§ **Instructions for the task**
Say how many lines in the material below include "derive". The answer is the number alone.

§ **Source information**
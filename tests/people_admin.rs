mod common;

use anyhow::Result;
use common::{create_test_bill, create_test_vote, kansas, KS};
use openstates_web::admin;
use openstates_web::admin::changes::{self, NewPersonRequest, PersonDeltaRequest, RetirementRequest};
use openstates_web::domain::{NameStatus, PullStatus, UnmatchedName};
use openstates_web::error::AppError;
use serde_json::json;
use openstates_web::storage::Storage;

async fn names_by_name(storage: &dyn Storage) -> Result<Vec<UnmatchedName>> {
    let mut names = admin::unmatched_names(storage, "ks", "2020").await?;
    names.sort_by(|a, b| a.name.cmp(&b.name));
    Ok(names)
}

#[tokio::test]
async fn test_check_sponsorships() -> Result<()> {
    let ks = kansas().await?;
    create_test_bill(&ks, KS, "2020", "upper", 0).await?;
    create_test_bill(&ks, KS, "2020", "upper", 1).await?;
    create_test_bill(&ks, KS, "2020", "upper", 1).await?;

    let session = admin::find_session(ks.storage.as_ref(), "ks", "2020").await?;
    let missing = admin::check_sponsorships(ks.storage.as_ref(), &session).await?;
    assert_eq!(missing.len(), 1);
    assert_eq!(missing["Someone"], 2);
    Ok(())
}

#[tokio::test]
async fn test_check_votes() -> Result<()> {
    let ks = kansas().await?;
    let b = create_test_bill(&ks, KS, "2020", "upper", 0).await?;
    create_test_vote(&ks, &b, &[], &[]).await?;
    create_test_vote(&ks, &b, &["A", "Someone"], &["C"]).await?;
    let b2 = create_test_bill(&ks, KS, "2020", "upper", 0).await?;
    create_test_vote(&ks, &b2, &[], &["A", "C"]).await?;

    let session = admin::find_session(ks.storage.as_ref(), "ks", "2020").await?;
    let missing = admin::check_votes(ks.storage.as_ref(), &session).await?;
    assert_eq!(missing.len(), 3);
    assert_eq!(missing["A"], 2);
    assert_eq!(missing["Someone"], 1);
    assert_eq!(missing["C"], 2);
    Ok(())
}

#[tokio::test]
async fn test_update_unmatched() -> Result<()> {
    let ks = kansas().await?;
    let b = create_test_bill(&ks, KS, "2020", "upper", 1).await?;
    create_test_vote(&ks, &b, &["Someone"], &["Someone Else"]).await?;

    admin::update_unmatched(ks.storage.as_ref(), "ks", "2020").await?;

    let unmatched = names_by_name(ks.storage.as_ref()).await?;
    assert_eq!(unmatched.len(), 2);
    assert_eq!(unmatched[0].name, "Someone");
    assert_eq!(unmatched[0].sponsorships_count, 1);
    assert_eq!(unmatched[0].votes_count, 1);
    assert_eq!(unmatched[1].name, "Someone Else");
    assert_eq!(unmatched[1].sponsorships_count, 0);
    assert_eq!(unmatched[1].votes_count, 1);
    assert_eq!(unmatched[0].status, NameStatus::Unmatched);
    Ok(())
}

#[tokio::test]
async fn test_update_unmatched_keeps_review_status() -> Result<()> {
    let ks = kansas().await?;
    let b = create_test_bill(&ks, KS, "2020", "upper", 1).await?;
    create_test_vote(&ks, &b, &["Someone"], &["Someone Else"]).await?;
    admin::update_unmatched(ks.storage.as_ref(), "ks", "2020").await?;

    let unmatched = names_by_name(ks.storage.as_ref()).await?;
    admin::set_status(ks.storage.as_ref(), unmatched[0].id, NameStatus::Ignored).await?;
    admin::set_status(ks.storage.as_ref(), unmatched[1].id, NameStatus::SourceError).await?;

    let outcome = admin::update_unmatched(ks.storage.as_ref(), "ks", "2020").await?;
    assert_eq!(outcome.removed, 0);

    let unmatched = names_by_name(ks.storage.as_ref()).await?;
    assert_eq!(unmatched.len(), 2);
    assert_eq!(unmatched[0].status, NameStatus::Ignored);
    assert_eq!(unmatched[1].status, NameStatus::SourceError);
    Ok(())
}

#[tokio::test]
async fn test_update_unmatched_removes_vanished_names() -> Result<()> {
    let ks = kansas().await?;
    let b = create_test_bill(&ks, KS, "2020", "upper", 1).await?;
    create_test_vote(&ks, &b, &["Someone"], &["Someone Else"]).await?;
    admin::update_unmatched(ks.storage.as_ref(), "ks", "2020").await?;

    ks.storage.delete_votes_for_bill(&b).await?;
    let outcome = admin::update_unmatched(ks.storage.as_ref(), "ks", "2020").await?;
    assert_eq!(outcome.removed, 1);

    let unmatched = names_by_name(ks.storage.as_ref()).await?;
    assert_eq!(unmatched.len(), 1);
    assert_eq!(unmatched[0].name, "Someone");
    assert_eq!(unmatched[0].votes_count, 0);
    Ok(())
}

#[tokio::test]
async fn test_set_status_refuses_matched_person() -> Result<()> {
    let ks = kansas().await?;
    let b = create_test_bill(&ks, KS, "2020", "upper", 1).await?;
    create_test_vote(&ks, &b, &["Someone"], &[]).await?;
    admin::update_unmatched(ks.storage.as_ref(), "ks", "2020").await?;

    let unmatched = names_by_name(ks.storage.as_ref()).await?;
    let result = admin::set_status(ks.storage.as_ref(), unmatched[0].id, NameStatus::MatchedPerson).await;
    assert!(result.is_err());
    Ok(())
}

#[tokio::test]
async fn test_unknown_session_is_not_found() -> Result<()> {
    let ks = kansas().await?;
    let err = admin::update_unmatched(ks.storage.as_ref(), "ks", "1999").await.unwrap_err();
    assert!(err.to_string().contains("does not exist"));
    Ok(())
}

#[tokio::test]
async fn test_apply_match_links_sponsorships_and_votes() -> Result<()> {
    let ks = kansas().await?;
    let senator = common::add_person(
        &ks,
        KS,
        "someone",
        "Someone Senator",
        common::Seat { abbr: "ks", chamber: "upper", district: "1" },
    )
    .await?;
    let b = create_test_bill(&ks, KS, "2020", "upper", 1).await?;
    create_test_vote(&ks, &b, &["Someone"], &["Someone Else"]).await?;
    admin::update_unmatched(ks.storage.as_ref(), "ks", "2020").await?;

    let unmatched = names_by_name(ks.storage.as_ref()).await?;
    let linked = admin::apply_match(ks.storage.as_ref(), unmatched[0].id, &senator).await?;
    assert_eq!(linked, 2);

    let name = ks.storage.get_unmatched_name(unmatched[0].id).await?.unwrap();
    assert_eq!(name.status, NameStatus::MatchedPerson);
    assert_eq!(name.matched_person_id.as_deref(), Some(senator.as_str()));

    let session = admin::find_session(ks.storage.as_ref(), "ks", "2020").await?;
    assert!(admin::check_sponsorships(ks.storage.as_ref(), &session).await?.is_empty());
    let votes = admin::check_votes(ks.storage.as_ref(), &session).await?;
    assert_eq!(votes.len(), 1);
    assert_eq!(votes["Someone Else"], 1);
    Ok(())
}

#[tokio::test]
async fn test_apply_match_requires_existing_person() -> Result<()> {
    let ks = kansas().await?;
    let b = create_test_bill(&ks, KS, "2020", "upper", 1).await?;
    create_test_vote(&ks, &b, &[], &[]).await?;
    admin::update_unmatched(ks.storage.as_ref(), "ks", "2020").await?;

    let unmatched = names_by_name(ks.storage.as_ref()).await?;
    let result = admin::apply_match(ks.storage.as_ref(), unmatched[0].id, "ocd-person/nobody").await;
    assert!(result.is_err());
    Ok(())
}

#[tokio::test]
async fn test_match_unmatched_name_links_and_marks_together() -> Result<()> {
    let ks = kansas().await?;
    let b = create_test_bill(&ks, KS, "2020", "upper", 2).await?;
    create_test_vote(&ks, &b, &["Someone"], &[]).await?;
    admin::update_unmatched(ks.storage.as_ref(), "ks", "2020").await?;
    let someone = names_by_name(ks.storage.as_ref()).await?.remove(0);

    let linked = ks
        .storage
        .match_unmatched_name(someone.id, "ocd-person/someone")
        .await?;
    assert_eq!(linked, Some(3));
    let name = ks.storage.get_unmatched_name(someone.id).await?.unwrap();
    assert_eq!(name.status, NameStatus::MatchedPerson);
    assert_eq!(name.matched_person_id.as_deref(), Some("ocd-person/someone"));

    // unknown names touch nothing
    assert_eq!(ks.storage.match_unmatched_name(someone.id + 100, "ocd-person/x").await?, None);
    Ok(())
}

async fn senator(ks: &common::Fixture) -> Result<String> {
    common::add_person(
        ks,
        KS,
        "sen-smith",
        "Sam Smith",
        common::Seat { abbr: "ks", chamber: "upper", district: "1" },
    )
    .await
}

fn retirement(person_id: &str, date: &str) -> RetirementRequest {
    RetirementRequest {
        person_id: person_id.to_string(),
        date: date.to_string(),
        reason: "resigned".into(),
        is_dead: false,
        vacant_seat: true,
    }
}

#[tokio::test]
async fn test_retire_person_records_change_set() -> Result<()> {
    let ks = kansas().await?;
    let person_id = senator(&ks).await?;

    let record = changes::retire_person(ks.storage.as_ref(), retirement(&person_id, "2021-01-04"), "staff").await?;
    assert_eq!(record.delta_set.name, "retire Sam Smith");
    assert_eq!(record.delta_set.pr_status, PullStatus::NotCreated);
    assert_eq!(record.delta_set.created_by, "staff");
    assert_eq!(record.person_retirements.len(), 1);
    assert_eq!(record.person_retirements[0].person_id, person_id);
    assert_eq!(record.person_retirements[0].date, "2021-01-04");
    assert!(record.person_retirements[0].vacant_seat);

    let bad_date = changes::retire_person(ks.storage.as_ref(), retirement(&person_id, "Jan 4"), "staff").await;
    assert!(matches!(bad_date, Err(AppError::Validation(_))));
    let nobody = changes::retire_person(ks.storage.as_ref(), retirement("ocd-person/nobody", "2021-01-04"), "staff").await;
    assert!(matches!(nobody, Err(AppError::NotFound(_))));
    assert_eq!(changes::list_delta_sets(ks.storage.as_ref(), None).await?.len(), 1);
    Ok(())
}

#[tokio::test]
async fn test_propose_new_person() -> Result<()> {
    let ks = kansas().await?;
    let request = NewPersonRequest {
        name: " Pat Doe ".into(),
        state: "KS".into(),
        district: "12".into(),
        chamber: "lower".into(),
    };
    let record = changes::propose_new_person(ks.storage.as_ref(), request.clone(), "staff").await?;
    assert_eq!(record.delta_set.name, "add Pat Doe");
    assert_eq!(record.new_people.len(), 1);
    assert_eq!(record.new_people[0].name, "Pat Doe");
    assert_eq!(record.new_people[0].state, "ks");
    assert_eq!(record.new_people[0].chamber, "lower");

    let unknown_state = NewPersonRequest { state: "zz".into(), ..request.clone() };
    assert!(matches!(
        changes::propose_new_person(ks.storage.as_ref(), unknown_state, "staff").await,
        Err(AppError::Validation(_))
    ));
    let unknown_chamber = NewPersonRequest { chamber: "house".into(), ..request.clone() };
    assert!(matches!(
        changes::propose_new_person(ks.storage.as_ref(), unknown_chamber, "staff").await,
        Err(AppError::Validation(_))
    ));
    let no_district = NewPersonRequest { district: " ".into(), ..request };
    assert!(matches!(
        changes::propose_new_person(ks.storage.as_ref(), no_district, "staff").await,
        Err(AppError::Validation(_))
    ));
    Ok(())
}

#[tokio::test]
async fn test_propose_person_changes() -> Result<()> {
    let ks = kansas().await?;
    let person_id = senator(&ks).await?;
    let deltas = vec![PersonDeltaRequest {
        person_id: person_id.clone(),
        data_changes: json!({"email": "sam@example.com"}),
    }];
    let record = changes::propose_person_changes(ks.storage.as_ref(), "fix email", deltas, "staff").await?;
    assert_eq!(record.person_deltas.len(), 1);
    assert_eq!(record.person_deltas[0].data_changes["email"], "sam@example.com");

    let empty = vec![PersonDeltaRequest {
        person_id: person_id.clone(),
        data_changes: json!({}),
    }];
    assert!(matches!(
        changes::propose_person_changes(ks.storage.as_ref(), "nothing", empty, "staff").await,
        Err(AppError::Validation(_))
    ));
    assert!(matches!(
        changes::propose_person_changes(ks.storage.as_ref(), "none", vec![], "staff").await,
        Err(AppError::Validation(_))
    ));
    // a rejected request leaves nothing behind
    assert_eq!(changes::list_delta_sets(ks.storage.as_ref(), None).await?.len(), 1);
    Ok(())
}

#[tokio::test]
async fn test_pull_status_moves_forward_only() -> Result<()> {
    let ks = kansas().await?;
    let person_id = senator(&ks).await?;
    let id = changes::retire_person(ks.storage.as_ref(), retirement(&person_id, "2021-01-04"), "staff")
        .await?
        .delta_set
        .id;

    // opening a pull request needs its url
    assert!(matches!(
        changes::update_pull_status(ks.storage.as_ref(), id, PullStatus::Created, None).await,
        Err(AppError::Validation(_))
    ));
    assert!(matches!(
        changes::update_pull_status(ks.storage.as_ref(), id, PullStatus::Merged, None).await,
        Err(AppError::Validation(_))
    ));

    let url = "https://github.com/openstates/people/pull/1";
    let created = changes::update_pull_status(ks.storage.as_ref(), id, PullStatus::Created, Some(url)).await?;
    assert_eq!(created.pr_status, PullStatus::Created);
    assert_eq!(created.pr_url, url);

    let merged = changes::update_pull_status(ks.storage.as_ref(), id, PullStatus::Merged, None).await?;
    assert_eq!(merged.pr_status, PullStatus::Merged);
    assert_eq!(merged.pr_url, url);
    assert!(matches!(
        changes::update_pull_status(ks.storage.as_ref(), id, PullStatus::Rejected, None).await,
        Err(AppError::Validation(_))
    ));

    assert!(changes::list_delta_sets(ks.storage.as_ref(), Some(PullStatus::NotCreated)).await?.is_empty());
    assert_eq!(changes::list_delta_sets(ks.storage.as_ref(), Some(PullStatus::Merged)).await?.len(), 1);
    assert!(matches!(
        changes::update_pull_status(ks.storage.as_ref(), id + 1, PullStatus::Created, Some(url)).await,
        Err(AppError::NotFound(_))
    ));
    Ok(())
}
...
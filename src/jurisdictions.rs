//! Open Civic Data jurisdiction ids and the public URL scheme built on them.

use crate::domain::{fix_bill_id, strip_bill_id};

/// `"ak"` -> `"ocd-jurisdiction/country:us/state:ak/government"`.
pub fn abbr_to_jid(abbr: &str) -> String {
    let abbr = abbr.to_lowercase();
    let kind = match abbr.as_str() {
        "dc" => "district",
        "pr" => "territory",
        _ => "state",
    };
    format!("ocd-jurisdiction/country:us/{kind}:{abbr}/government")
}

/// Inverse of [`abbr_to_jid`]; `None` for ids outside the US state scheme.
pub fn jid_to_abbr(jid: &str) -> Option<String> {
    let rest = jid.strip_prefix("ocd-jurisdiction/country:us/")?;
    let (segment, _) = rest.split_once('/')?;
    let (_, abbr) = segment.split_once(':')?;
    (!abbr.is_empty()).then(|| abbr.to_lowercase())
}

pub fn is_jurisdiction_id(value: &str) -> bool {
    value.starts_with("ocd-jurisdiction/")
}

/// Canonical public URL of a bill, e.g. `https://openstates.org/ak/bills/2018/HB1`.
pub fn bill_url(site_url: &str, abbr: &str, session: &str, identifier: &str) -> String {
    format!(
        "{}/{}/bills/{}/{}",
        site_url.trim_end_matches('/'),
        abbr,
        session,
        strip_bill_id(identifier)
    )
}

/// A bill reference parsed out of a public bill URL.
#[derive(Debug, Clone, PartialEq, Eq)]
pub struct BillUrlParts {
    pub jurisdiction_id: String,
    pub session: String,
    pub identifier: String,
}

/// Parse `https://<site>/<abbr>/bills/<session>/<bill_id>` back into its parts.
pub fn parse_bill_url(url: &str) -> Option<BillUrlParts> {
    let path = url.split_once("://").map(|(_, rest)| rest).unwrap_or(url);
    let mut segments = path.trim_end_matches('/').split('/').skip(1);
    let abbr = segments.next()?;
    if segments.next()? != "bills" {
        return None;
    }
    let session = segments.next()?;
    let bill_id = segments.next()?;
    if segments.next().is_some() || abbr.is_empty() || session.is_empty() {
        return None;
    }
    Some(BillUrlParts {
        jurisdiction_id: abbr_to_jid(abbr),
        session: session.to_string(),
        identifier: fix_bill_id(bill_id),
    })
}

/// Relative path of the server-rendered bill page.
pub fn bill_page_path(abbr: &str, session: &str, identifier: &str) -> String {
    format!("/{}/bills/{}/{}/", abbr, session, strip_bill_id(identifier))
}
---
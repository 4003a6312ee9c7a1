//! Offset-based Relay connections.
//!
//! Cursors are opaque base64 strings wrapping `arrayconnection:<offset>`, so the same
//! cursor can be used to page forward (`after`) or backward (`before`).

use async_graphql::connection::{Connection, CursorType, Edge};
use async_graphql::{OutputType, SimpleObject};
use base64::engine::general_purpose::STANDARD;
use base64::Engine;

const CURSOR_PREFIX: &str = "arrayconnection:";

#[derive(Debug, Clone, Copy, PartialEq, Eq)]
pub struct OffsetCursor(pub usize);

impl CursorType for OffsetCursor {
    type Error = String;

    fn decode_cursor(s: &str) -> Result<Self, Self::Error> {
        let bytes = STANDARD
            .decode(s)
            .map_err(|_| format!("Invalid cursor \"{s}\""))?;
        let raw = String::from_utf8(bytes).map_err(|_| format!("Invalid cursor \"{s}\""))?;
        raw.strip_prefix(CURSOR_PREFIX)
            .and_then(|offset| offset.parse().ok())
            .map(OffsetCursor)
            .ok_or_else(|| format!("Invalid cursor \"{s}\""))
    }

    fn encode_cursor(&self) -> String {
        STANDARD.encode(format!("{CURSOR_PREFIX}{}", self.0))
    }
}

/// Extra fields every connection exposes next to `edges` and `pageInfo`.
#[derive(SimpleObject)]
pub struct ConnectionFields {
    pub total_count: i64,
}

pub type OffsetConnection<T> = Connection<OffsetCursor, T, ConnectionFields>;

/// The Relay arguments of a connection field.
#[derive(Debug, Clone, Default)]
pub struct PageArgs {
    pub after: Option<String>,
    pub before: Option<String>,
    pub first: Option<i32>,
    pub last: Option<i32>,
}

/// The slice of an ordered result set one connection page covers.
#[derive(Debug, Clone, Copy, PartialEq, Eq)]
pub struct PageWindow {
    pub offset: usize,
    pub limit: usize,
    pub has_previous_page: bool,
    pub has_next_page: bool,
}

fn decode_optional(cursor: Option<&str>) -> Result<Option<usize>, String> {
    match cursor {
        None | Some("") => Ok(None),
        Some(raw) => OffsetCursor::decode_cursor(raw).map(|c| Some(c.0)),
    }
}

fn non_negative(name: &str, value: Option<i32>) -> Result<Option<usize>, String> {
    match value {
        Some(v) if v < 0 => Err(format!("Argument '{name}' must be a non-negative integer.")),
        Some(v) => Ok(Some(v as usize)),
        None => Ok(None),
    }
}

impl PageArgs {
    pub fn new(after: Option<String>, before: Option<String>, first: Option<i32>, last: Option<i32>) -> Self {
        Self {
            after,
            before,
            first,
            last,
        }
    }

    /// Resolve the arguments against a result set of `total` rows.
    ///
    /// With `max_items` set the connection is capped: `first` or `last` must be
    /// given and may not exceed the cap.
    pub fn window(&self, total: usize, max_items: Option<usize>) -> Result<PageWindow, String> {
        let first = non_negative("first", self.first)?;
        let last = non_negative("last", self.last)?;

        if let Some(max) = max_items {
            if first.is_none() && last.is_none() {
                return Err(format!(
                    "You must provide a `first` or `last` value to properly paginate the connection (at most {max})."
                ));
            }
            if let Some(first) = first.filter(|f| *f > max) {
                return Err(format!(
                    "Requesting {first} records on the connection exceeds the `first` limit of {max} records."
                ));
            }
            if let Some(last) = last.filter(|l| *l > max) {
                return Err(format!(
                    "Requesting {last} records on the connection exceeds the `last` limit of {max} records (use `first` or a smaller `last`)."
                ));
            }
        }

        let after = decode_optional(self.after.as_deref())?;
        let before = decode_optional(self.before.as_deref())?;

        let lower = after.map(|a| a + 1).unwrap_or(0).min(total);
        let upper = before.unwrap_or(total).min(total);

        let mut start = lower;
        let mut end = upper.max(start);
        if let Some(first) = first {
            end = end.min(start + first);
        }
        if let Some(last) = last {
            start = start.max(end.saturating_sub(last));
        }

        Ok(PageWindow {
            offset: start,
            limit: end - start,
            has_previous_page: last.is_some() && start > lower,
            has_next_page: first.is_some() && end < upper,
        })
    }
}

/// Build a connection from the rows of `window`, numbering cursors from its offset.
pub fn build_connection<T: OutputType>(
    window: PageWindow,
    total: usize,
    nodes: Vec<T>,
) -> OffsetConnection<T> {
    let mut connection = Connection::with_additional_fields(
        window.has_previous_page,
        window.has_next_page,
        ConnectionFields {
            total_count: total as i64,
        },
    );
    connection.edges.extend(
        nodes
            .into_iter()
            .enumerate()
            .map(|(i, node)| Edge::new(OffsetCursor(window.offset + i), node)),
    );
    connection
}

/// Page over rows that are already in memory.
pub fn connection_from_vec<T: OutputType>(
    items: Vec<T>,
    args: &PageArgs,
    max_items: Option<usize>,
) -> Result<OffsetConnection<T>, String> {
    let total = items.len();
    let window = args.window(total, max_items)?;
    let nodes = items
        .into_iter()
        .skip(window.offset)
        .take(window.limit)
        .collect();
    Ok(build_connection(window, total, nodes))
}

§ **Solution to the exercise**
5